(Records from a data source)
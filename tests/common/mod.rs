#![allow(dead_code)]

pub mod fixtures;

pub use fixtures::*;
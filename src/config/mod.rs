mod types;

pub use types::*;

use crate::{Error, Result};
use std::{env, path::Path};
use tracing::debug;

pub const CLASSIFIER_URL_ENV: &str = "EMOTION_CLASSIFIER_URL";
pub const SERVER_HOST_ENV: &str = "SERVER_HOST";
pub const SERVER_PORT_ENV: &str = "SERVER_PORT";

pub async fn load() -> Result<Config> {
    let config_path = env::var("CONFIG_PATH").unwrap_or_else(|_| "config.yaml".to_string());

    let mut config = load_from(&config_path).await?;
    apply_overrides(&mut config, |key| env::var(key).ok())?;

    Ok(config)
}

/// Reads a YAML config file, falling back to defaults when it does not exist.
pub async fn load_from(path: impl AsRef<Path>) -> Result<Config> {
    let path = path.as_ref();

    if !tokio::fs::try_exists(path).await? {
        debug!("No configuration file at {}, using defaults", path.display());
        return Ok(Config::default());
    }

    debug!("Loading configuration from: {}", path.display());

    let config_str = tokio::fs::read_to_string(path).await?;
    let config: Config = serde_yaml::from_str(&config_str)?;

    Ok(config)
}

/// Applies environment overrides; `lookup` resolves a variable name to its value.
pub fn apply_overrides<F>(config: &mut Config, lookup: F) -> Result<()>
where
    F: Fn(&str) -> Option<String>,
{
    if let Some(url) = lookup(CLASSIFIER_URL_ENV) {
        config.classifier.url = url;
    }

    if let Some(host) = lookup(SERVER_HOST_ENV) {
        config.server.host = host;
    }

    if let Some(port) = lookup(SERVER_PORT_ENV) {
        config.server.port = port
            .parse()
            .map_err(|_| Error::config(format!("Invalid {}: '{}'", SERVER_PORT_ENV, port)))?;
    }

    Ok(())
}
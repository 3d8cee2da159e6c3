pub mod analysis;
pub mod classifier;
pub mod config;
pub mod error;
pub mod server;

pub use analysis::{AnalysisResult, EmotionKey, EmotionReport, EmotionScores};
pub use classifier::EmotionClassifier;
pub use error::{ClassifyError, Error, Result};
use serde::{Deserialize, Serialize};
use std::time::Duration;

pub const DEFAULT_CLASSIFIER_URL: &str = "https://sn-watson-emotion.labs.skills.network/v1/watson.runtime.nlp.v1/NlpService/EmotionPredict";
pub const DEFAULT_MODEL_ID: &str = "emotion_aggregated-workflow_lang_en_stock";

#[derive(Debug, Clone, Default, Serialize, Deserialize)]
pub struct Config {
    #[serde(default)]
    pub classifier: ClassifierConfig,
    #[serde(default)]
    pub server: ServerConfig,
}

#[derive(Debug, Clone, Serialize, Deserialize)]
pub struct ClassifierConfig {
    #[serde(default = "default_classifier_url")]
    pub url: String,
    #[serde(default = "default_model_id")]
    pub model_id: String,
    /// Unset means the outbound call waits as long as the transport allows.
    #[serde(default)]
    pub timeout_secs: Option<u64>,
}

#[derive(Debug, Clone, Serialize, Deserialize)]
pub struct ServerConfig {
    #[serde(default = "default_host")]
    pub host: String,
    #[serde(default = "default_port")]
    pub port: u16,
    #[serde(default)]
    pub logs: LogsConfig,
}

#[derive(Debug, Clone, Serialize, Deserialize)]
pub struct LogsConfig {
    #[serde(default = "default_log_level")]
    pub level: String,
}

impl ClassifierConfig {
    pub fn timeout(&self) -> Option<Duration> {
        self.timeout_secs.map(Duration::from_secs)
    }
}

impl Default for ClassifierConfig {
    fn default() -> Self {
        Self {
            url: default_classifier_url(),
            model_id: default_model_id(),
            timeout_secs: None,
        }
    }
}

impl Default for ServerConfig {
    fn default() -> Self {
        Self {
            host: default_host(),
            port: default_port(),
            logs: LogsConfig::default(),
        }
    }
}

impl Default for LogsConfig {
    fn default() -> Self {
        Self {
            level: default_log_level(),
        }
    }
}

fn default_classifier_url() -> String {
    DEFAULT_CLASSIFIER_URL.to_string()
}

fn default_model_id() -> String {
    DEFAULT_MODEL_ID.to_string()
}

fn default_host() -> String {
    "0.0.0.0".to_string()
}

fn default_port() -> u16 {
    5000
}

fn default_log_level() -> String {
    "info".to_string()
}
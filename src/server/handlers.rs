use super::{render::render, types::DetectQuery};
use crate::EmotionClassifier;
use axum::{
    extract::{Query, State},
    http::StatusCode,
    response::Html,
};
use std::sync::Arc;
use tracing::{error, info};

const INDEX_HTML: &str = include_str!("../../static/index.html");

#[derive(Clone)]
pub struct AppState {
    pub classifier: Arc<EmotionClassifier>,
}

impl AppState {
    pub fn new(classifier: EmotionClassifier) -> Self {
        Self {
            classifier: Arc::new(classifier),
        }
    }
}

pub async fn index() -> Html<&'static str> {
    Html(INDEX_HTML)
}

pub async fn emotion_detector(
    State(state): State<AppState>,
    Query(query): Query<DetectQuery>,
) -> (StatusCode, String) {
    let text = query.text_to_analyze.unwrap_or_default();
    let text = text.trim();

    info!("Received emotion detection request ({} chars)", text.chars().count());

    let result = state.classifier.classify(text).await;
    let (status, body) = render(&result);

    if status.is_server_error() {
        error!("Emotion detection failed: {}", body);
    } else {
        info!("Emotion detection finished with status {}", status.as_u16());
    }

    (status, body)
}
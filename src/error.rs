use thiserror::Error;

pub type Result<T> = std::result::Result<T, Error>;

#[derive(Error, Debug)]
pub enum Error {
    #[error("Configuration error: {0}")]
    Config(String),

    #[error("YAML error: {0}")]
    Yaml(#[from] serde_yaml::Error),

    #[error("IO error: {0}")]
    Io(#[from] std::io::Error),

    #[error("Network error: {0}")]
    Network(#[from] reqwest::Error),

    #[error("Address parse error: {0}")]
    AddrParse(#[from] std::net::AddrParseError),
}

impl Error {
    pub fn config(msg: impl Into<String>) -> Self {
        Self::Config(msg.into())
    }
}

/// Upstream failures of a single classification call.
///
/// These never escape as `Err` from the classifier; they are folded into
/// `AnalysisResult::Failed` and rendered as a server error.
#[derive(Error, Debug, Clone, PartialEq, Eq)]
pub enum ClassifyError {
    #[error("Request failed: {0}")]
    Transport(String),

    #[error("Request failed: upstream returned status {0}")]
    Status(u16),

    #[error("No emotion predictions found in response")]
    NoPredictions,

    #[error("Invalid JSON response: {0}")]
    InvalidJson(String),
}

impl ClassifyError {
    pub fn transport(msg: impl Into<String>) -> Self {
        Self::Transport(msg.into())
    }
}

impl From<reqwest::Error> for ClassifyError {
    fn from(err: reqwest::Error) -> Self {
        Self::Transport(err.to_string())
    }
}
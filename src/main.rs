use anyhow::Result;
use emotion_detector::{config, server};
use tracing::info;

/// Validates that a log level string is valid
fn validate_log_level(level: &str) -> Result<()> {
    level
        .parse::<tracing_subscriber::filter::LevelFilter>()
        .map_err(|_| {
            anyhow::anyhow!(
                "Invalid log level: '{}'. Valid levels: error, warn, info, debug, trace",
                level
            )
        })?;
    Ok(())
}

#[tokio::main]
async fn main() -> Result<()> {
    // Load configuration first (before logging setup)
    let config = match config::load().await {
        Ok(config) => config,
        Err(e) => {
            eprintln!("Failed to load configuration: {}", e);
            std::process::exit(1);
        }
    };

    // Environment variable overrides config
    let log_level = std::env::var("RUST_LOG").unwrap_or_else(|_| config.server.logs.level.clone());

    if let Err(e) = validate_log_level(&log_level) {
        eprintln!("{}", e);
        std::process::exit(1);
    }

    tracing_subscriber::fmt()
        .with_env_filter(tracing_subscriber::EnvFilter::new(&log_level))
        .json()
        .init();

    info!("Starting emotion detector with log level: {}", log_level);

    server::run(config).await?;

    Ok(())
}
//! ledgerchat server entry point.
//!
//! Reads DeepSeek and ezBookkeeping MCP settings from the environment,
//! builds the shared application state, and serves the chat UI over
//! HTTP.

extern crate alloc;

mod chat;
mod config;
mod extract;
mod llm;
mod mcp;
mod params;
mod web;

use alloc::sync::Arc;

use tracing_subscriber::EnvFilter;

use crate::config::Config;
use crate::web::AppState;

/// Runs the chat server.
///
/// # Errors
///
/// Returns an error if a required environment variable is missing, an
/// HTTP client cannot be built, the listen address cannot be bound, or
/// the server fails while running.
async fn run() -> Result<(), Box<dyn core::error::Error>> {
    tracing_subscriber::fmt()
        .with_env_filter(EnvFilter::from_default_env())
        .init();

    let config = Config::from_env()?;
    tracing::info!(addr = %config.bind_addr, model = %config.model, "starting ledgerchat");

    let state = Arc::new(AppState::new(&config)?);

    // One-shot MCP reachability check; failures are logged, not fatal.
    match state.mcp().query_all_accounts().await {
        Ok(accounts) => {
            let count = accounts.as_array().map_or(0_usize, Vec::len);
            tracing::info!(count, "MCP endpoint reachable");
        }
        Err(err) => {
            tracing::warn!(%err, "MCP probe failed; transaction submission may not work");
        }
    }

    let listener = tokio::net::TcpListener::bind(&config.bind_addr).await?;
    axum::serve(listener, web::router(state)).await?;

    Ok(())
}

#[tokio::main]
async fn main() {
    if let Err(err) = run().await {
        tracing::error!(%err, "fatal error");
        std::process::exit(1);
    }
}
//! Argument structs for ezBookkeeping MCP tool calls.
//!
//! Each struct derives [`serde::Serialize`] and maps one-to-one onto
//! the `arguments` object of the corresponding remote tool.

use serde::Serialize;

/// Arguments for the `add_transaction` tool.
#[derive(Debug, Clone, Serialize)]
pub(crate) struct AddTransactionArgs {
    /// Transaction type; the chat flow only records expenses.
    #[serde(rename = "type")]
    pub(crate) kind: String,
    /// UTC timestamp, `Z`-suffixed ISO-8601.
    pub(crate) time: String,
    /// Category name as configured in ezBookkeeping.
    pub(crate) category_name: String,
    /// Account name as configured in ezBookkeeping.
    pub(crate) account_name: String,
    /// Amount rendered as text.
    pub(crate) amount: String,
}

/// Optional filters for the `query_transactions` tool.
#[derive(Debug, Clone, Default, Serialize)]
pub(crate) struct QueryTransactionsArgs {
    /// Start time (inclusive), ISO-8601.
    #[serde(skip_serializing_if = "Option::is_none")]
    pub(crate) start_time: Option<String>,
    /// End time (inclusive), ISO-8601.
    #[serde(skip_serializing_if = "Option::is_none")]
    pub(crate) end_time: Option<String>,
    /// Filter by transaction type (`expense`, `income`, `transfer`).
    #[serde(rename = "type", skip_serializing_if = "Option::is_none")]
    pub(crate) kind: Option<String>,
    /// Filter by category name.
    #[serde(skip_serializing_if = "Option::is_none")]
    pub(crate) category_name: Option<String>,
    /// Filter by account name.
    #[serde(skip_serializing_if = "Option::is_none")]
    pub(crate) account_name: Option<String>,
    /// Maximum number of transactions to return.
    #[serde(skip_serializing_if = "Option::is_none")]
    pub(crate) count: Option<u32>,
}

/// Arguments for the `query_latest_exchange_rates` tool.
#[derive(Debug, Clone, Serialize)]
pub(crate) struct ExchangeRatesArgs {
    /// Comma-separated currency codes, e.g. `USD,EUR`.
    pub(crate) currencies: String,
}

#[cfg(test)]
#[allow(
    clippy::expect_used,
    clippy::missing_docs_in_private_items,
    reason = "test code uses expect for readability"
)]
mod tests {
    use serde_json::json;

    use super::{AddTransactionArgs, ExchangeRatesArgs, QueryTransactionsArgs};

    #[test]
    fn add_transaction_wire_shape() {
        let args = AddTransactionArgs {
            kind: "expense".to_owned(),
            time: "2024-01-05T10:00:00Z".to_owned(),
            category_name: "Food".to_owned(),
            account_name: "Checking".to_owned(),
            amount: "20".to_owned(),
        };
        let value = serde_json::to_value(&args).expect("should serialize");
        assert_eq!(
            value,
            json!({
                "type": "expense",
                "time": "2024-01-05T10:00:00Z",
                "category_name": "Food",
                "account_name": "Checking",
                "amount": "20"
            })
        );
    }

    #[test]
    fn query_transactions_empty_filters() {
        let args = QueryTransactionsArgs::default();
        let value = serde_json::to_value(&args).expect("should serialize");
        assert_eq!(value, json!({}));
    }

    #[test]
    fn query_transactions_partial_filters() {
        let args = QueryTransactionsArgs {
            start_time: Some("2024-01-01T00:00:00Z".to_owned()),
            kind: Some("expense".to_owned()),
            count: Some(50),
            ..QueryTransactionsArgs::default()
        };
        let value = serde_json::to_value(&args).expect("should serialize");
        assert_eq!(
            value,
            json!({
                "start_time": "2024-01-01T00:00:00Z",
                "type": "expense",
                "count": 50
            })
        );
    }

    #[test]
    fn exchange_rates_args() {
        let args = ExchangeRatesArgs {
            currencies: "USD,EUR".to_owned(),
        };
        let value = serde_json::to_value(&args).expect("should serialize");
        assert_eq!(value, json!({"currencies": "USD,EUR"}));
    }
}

---

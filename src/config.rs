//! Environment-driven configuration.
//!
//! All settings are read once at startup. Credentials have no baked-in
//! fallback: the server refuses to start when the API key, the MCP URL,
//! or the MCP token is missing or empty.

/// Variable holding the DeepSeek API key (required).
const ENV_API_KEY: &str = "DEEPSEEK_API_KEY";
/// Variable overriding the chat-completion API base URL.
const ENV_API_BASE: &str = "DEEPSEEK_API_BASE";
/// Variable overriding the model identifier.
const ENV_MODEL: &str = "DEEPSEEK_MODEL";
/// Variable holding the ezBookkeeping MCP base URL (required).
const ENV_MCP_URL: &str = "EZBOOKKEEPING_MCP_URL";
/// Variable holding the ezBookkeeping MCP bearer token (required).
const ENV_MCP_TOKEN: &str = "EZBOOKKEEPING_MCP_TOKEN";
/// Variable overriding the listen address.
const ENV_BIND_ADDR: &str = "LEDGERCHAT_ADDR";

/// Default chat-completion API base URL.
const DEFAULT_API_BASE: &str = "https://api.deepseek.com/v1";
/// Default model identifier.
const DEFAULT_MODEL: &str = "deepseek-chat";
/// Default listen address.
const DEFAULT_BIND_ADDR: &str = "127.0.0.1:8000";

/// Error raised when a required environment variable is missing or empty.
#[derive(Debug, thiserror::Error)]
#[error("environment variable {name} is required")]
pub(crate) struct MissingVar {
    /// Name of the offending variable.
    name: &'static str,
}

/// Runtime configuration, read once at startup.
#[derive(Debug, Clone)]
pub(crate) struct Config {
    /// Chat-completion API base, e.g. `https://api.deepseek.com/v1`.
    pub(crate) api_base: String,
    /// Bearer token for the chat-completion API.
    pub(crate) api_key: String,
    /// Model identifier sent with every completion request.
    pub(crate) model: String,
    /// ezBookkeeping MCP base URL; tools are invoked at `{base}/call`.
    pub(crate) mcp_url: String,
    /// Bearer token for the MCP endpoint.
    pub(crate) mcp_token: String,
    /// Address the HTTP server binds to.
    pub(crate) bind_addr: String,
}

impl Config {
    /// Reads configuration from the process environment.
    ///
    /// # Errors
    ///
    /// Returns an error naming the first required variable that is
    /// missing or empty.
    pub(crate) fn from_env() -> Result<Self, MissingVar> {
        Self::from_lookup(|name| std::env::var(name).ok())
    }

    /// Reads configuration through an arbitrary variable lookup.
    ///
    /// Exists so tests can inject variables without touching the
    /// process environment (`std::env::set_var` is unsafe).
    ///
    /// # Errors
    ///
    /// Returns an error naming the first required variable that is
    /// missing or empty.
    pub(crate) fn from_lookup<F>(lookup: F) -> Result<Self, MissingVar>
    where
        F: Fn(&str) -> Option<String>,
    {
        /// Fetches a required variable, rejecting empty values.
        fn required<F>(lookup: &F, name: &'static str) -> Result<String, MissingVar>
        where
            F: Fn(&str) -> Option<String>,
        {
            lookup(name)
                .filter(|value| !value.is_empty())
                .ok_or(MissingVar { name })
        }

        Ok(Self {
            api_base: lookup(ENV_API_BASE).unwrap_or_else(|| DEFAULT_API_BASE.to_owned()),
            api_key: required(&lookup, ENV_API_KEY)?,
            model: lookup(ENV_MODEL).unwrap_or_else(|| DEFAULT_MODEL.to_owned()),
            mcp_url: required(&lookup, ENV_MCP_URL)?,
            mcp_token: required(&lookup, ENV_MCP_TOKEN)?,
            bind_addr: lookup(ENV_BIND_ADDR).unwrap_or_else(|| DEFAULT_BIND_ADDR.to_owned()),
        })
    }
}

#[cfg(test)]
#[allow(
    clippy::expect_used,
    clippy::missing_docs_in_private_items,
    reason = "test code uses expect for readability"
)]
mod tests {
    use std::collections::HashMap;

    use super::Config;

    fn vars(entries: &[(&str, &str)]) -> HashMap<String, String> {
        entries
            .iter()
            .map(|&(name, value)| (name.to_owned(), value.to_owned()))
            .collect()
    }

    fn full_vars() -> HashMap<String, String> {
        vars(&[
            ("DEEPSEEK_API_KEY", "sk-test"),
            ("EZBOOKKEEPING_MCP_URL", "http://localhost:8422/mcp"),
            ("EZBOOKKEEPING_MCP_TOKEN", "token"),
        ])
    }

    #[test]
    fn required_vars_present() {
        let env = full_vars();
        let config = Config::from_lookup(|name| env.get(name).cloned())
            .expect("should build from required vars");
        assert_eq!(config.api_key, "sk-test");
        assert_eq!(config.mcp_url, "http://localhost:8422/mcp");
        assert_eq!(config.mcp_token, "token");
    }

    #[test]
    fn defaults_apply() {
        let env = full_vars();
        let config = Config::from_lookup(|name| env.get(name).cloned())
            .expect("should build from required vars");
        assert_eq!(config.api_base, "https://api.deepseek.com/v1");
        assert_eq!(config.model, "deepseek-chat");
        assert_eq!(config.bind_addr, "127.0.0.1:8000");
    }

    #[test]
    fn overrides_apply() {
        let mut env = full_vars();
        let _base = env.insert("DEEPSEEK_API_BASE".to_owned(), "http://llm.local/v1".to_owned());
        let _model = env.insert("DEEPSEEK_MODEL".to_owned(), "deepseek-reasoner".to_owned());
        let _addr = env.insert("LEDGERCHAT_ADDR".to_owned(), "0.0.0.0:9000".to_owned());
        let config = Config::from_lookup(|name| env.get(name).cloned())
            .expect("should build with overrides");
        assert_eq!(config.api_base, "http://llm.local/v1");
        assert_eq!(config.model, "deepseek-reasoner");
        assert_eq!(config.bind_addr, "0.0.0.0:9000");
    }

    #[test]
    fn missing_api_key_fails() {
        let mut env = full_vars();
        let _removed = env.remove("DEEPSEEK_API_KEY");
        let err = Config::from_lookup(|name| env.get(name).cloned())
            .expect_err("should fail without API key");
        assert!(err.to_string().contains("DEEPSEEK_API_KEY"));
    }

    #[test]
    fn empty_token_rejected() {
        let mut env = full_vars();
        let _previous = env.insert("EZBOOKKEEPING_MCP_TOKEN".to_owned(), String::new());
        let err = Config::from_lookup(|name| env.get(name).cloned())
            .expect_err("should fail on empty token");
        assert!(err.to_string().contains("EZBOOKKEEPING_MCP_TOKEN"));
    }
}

HOW TO COMPLETE THIS TASK:
Repeat exactly the lines above from the one with "filename tests/common/mod.rs" up to and including the one with "let config_str = tokio::fs::read_to_string(path).await?;". No other line belongs in the reply.

RESULT FOR THIS TASK:
filename tests/common/mod.rs
#![allow(dead_code)]

pub mod fixtures;

pub use fixtures::*;
filename src/config/mod.rs
mod types;

pub use types::*;

use crate::{Error, Result};
use std::{env, path::Path};
use tracing::debug;

pub const CLASSIFIER_URL_ENV: &str = "EMOTION_CLASSIFIER_URL";
pub const SERVER_HOST_ENV: &str = "SERVER_HOST";
pub const SERVER_PORT_ENV: &str = "SERVER_PORT";

pub async fn load() -> Result<Config> {
    let config_path = env::var("CONFIG_PATH").unwrap_or_else(|_| "config.yaml".to_string());

    let mut config = load_from(&config_path).await?;
    apply_overrides(&mut config, |key| env::var(key).ok())?;

    Ok(config)
}

/// Reads a YAML config file, falling back to defaults when it does not exist.
pub async fn load_from(path: impl AsRef<Path>) -> Result<Config> {
    let path = path.as_ref();

    if !tokio::fs::try_exists(path).await? {
        debug!("No configuration file at {}, using defaults", path.display());
        return Ok(Config::default());
    }

    debug!("Loading configuration from: {}", path.display());

    let config_str = tokio::fs::read_to_string(path).await?;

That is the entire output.